Recent studies have linked North Carolina’s farming industries to water and air contamination. Civil Eats cites a 2015 study of the U.S. Geological Survey and the N.C. Department of Environment and Natural Resources that "found elevated levels of ammonia and nitrates, which can kill fish and cause human illness, including the fatal 'blue baby syndrome,' in water sources near the state’s CAFOs. In the same year, Johns Hopkins University and the University of North Carolina researchers found that streams near CAFOs were contaminated with hog-related fecal bacteria, including E. coli and Enterococcus.”

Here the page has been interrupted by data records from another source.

use crate::config::IdentityConfig;
use crate::error::{IdentityError, Result, UnauthenticatedReason};
use crate::models::{
    Identity, IdentityView, LoginRequest, NewIdentity, RegistrationRequest, RoleExtension,
    RoleFields, SessionView,
};
use crate::password::PasswordHasher;
use crate::repository::IdentityRepository;
use crate::store::CredentialStore;
use crate::token::{IssuedToken, TokenService};
use crate::validation::PasswordPolicy;
use logger_redacted::redact_email;
use std::sync::Arc;
use tracing::{error, info, warn};
use uuid::Uuid;

/// Result of a successful signup.
#[derive(Debug, Clone)]
pub struct Registration {
    pub identity: IdentityView,
    pub extension: RoleExtension,
    pub token: IssuedToken,
}

/// Result of a successful login.
#[derive(Debug, Clone)]
pub struct LoginOutcome {
    pub identity: SessionView,
    pub token: IssuedToken,
}

/// Registration, login and session resolution over a [`CredentialStore`].
#[derive(Clone)]
pub struct IdentityService {
    store: CredentialStore,
    hasher: PasswordHasher,
    tokens: Arc<TokenService>,
}

impl IdentityService {
    /// # Errors
    ///
    /// Returns [`IdentityError::Hashing`] if the password hasher cannot be built.
    pub fn new(repository: Arc<dyn IdentityRepository>, config: &IdentityConfig) -> Result<Self> {
        let hasher = PasswordHasher::new()?;
        let policy = PasswordPolicy {
            min_length: config.password_min_length,
        };

        Ok(Self {
            store: CredentialStore::new(repository, hasher.clone(), policy),
            hasher,
            tokens: Arc::new(TokenService::new(config)),
        })
    }

    #[must_use]
    pub fn store(&self) -> &CredentialStore {
        &self.store
    }

    #[must_use]
    pub fn tokens(&self) -> &TokenService {
        &self.tokens
    }

    /// Creates an identity with its role extension and signs a session.
    ///
    /// Either both records end up stored or neither does. On transactional
    /// backends this is one commit; otherwise a failed extension write is
    /// undone by deleting the identity.
    ///
    /// # Errors
    ///
    /// - `MissingFields` when a base field is absent (checked first)
    /// - `DuplicateEmail` when the email is taken, including by a concurrent signup
    /// - `Validation` for identity or extension field violations
    /// - `RollbackFailed` if the compensating delete itself fails
    pub async fn register(&self, request: RegistrationRequest) -> Result<Registration> {
        let (new_identity, fields) = request.into_parts()?;
        let email_tag = redact_email(&new_identity.email);

        if self.store.find_by_email(&new_identity.email).await?.is_some() {
            info!(email = %email_tag, "Registration rejected, email already registered");
            return Err(IdentityError::DuplicateEmail);
        }

        let (identity, extension) = if self.store.supports_transactions() {
            self.store
                .create_identity_with_extension(&new_identity, &fields)
                .await?
        } else {
            self.create_with_rollback(&new_identity, &fields).await?
        };

        let token = self.tokens.issue(identity.id, identity.role)?;

        info!(
            identity_id = %identity.id,
            role = %identity.role,
            email = %email_tag,
            "Identity registered"
        );

        Ok(Registration {
            identity: identity.view(),
            extension,
            token,
        })
    }

    async fn create_with_rollback(
        &self,
        new_identity: &NewIdentity,
        fields: &RoleFields,
    ) -> Result<(Identity, RoleExtension)> {
        let identity = self.store.create_identity(new_identity).await?;

        match self
            .store
            .create_role_extension(identity.role, identity.id, fields)
            .await
        {
            Ok(extension) => Ok((identity, extension)),
            Err(cause) => {
                warn!(
                    identity_id = %identity.id,
                    role = %identity.role,
                    error = %cause,
                    "Role extension creation failed, rolling back identity"
                );

                if let Err(rollback) = self.store.delete_identity(identity.id).await {
                    error!(
                        identity_id = %identity.id,
                        error = %rollback,
                        cause = %cause,
                        "Rollback failed, identity persisted without its role extension"
                    );
                    return Err(IdentityError::RollbackFailed {
                        identity_id: identity.id,
                        cause: rollback.to_string(),
                    });
                }

                Err(cause)
            }
        }
    }

    /// Checks credentials and signs a session.
    ///
    /// An unknown email and a wrong password are indistinguishable: same
    /// error, and a hash verification is performed in both cases.
    ///
    /// # Errors
    ///
    /// `MissingFields`, `InvalidCredentials`, or a storage fault.
    pub async fn login(&self, request: LoginRequest) -> Result<LoginOutcome> {
        let (email, password) = request.into_parts()?;
        let email_tag = redact_email(&email);

        let identity = self.store.find_by_email(&email).await?;
        let verified = match &identity {
            Some(identity) => self.hasher.verify(&password, &identity.password_hash).await,
            None => {
                self.hasher.verify_dummy(&password).await;
                false
            }
        };

        let identity = match identity {
            Some(identity) if verified => identity,
            _ => {
                info!(email = %email_tag, "Login rejected");
                return Err(IdentityError::InvalidCredentials);
            }
        };

        let token = self.tokens.issue(identity.id, identity.role)?;
        info!(identity_id = %identity.id, role = %identity.role, "Login succeeded");

        Ok(LoginOutcome {
            identity: identity.session_view(),
            token,
        })
    }

    /// Resolves a presented session token to its identity.
    ///
    /// No role check happens here.
    ///
    /// # Errors
    ///
    /// `Unauthenticated` with the reason for any rejected token; storage
    /// faults propagate unchanged.
    pub async fn authenticate(&self, token: Option<&str>) -> Result<IdentityView> {
        let Some(token) = token.map(str::trim).filter(|token| !token.is_empty()) else {
            return Err(IdentityError::Unauthenticated(UnauthenticatedReason::MissingToken));
        };

        let session = self.tokens.verify(token).map_err(|e| {
            let reason = match e {
                IdentityError::TokenExpired => UnauthenticatedReason::TokenExpired,
                _ => UnauthenticatedReason::TokenInvalid,
            };
            warn!(reason = ?reason, "Session token rejected");
            IdentityError::Unauthenticated(reason)
        })?;

        match self.store.find_by_id(session.identity_id).await? {
            Some(identity) => Ok(identity),
            None => {
                warn!(identity_id = %session.identity_id, "Session names an identity that no longer exists");
                Err(IdentityError::Unauthenticated(
                    UnauthenticatedReason::IdentityMissing,
                ))
            }
        }
    }

    /// Fresh lookup of an authenticated identity.
    ///
    /// # Errors
    ///
    /// `NotFound` if the identity has disappeared since authentication.
    pub async fn current_identity(&self, identity_id: Uuid) -> Result<SessionView> {
        self.store
            .find_by_id(identity_id)
            .await?
            .map(|identity| identity.session_view())
            .ok_or(IdentityError::NotFound)
    }
}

Factory hog farming in North Carolina has not only affected communities but the environment in which residents are forced to live under. Sadly, the state is not showing any signs of stopping this. In the wake of the lawsuit against Murphy-Brown, North Carolina’s state legislature is pushing a bill that will ease regulations on hog operations and ultimately negatively affect county’s like Duplin even more.
An issue that needs to be elevated by Democratic Party leaders in NC is that of environmental justice. African-Americans have perpetually been subject to unhealthy situations due to the placement of both agricultural and industrial operations, but it's not just their physical health that comes under attack. These folks get trapped economically, because their property values plummet to the point they can hardly even give it away, much less get enough money for it to start over somewhere else.
I know there's a much higher concentration of voters in urban and suburban areas, and our resources are not unlimited. But Democrats need to stand up for these people, point out these issues and push for change, because nobody else will. And if we can't do something as obviously needed as this, then what's the point?